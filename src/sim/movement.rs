//! Player and enemy movement

use glam::Vec2;
use serde::{Deserialize, Serialize};

use super::collision::clamp_circle;
use super::state::{Enemy, Player};

/// Movement keys held during a tick
#[derive(Debug, Clone, Copy, Default, PartialEq, Eq, Serialize, Deserialize)]
pub struct MoveKeys {
    pub up: bool,
    pub down: bool,
    pub left: bool,
    pub right: bool,
}

impl MoveKeys {
    pub fn any(&self) -> bool {
        self.up || self.down || self.left || self.right
    }
}

/// Step the player by `speed` per held key, then keep it inside the field
///
/// Diagonals are not normalized: two keys move `speed * sqrt(2)`.
pub fn move_player(player: &mut Player, keys: MoveKeys, bounds: Vec2) {
    if keys.up {
        player.pos.y -= player.speed;
    }
    if keys.down {
        player.pos.y += player.speed;
    }
    if keys.left {
        player.pos.x -= player.speed;
    }
    if keys.right {
        player.pos.x += player.speed;
    }
    player.pos = clamp_circle(player.pos, player.size, bounds);
}

/// Move an enemy straight at `target`, `speed` pixels this tick
///
/// An enemy already on the target stays put.
pub fn move_enemy_toward(enemy: &mut Enemy, target: Vec2, speed: f32) {
    let to_target = target - enemy.pos;
    let dist = to_target.length();
    if dist > 0.0 {
        enemy.pos += to_target / dist * speed;
    }
}
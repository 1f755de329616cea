//! Data-driven game balance
//!
//! Every number the simulation uses lives here. Defaults reproduce the
//! shipped balance; hosts may override any subset from JSON (missing fields
//! keep their defaults).

use serde::{Deserialize, Serialize};
use thiserror::Error;

use crate::consts::*;

/// Why a tuning override was rejected
#[derive(Debug, Error)]
pub enum TuningError {
    #[error("tuning is not valid JSON: {0}")]
    Parse(#[from] serde_json::Error),
    #[error("tuning field `{field}` {reason}")]
    Invalid {
        field: &'static str,
        reason: &'static str,
    },
}

/// Balance values for one run
#[derive(Debug, Clone, PartialEq, Serialize, Deserialize)]
#[serde(default)]
pub struct Tuning {
    // === Player ===
    /// Collision radius
    pub player_size: f32,
    /// Pixels moved per tick per held key
    pub player_speed: f32,
    pub player_max_hp: u32,
    /// Minimum milliseconds between two shots
    pub shot_cooldown_ms: f64,

    // === Bullets ===
    pub bullet_radius: f32,
    pub enemy_bullet_speed: f32,
    pub enemy_bullet_damage: u32,

    // === Enemies ===
    pub enemy_size: f32,
    pub enemy_base_hp: u32,
    pub enemy_hp_per_level: u32,
    /// Chance per tick that an enemy fires at the player
    pub enemy_fire_rate: f32,
    pub enemy_base_speed: f32,
    pub enemy_speed_per_level: f32,
    /// Chance per tick that a new enemy spawns
    pub enemy_spawn_chance: f32,

    // === Rewards & progression ===
    pub kill_heal: u32,
    pub kill_ammo: u32,
    pub kill_xp: u32,
    /// XP needed to leave level `n` is `n * xp_per_level`
    pub xp_per_level: u32,
    pub levels_per_weapon_unlock: u32,
}

impl Default for Tuning {
    fn default() -> Self {
        Self {
            player_size: PLAYER_SIZE,
            player_speed: PLAYER_SPEED,
            player_max_hp: PLAYER_MAX_HP,
            shot_cooldown_ms: SHOT_COOLDOWN_MS,

            bullet_radius: BULLET_RADIUS,
            enemy_bullet_speed: ENEMY_BULLET_SPEED,
            enemy_bullet_damage: ENEMY_BULLET_DAMAGE,

            enemy_size: ENEMY_SIZE,
            enemy_base_hp: ENEMY_BASE_HP,
            enemy_hp_per_level: ENEMY_HP_PER_LEVEL,
            enemy_fire_rate: ENEMY_FIRE_RATE,
            enemy_base_speed: ENEMY_BASE_SPEED,
            enemy_speed_per_level: ENEMY_SPEED_PER_LEVEL,
            enemy_spawn_chance: ENEMY_SPAWN_CHANCE,

            kill_heal: KILL_HEAL,
            kill_ammo: KILL_AMMO,
            kill_xp: KILL_XP,
            xp_per_level: XP_PER_LEVEL,
            levels_per_weapon_unlock: LEVELS_PER_WEAPON_UNLOCK,
        }
    }
}

impl Tuning {
    /// Parse a (possibly partial) JSON override and validate it
    pub fn from_json(json: &str) -> Result<Self, TuningError> {
        let tuning: Tuning = serde_json::from_str(json)?;
        tuning.validate()?;
        Ok(tuning)
    }

    /// Parse an override, logging and falling back to defaults on failure
    pub fn from_json_or_default(json: &str) -> Self {
        match Self::from_json(json) {
            Ok(tuning) => {
                log::info!("Loaded tuning overrides");
                tuning
            }
            Err(e) => {
                log::warn!("Ignoring tuning overrides: {}", e);
                Self::default()
            }
        }
    }

    /// Reject values the simulation cannot run with
    pub fn validate(&self) -> Result<(), TuningError> {
        fn positive(field: &'static str, v: f32) -> Result<(), TuningError> {
            if v.is_finite() && v > 0.0 {
                Ok(())
            } else {
                Err(TuningError::Invalid {
                    field,
                    reason: "must be a positive finite number",
                })
            }
        }
        fn chance(field: &'static str, v: f32) -> Result<(), TuningError> {
            if (0.0..=1.0).contains(&v) {
                Ok(())
            } else {
                Err(TuningError::Invalid {
                    field,
                    reason: "must be a probability in [0, 1]",
                })
            }
        }
        fn nonzero(field: &'static str, v: u32) -> Result<(), TuningError> {
            if v > 0 {
                Ok(())
            } else {
                Err(TuningError::Invalid {
                    field,
                    reason: "must be greater than zero",
                })
            }
        }

        positive("player_size", self.player_size)?;
        positive("player_speed", self.player_speed)?;
        positive("bullet_radius", self.bullet_radius)?;
        positive("enemy_size", self.enemy_size)?;
        positive("enemy_bullet_speed", self.enemy_bullet_speed)?;
        chance("enemy_fire_rate", self.enemy_fire_rate)?;
        chance("enemy_spawn_chance", self.enemy_spawn_chance)?;
        nonzero("player_max_hp", self.player_max_hp)?;
        nonzero("xp_per_level", self.xp_per_level)?;
        nonzero("levels_per_weapon_unlock", self.levels_per_weapon_unlock)?;
        nonzero(
            "enemy_base_hp",
            self.enemy_base_hp.saturating_add(self.enemy_hp_per_level),
        )?;

        if !(self.enemy_base_speed.is_finite() && self.enemy_base_speed >= 0.0) {
            return Err(TuningError::Invalid {
                field: "enemy_base_speed",
                reason: "must be a non-negative finite number",
            });
        }
        if !(self.enemy_speed_per_level.is_finite() && self.enemy_speed_per_level >= 0.0) {
            return Err(TuningError::Invalid {
                field: "enemy_speed_per_level",
                reason: "must be a non-negative finite number",
            });
        }
        if !(self.shot_cooldown_ms.is_finite() && self.shot_cooldown_ms >= 0.0) {
            return Err(TuningError::Invalid {
                field: "shot_cooldown_ms",
                reason: "must be a non-negative finite number",
            });
        }
        Ok(())
    }

    /// Enemy hit points for an enemy spawned while the player is at `level`
    pub fn enemy_hp_for_level(&self, level: u32) -> u32 {
        self.enemy_base_hp
            .saturating_add(level.saturating_mul(self.enemy_hp_per_level))
    }

    /// Enemy homing speed (pixels per tick) while the player is at `level`
    pub fn enemy_speed_for_level(&self, level: u32) -> f32 {
        self.enemy_base_speed + level as f32 * self.enemy_speed_per_level
    }

    /// XP required to advance past `level`
    pub fn xp_threshold(&self, level: u32) -> u32 {
        level.saturating_mul(self.xp_per_level)
    }
}

#[cfg(test)]
mod tests {
    use super::*;

    #[test]
    fn test_defaults_are_valid() {
        assert!(Tuning::default().validate().is_ok());
    }

    #[test]
    fn test_partial_override_keeps_defaults() {
        let tuning = Tuning::from_json(r#"{ "player_speed": 7.5, "kill_xp": 20 }"#).unwrap();
        assert_eq!(tuning.player_speed, 7.5);
        assert_eq!(tuning.kill_xp, 20);
        assert_eq!(tuning.player_max_hp, PLAYER_MAX_HP);
        assert_eq!(tuning.enemy_spawn_chance, ENEMY_SPAWN_CHANCE);
    }

    #[test]
    fn test_rejects_bad_json() {
        assert!(matches!(
            Tuning::from_json("{ not json"),
            Err(TuningError::Parse(_))
        ));
    }

    #[test]
    fn test_rejects_out_of_range_values() {
        let err = Tuning::from_json(r#"{ "enemy_spawn_chance": 1.5 }"#).unwrap_err();
        assert!(matches!(
            err,
            TuningError::Invalid {
                field: "enemy_spawn_chance",
                ..
            }
        ));

        let err = Tuning::from_json(r#"{ "xp_per_level": 0 }"#).unwrap_err();
        assert!(matches!(
            err,
            TuningError::Invalid {
                field: "xp_per_level",
                ..
            }
        ));

        assert!(Tuning::from_json(r#"{ "player_size": -1.0 }"#).is_err());
    }

    #[test]
    fn test_fallback_on_error() {
        let tuning = Tuning::from_json_or_default(r#"{ "enemy_fire_rate": 3.0 }"#);
        assert_eq!(tuning, Tuning::default());
    }

    #[test]
    fn test_level_scaling() {
        let tuning = Tuning::default();
        assert_eq!(tuning.enemy_hp_for_level(1), 35);
        assert_eq!(tuning.enemy_hp_for_level(3), 45);
        assert!((tuning.enemy_speed_for_level(1) - 1.05).abs() < 1e-6);
        assert!((tuning.enemy_speed_for_level(10) - 1.5).abs() < 1e-6);
        assert_eq!(tuning.xp_threshold(1), 20);
        assert_eq!(tuning.xp_threshold(4), 80);
    }
}
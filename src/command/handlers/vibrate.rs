//! Vibrate command handler

use super::HandlerContext;
use crate::command::device::Vibrator;
use crate::executor::ActionError;
use remote_agent_shared::timing::{VIBRATE_PATTERN_MS, VIBRATE_REPEAT_INDEX};

struct VibrationGuard<'a>(&'a dyn Vibrator);

impl Drop for VibrationGuard<'_> {
    fn drop(&mut self) {
        self.0.cancel();
    }
}

/// Handle `vibrate`: run the pattern for the configured duration
pub async fn handle_vibrate(ctx: &HandlerContext) -> Result<(), ActionError> {
    ctx.vibrator.vibrate(&VIBRATE_PATTERN_MS, VIBRATE_REPEAT_INDEX);
    let _vibration = VibrationGuard(ctx.vibrator.as_ref());

    tokio::time::sleep(ctx.vibrate_duration).await;
    Ok(())
}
* * * * * * *
ASSIGNMENT>
Among the lines of the data, find every one that holds "Debug" and copy it.

RESPONSE AREA>
#[derive(Debug, Clone, Copy, Default, PartialEq, Eq, Serialize, Deserialize)]
#[derive(Debug, Error)]
#[derive(Debug, Clone, PartialEq, Serialize, Deserialize)]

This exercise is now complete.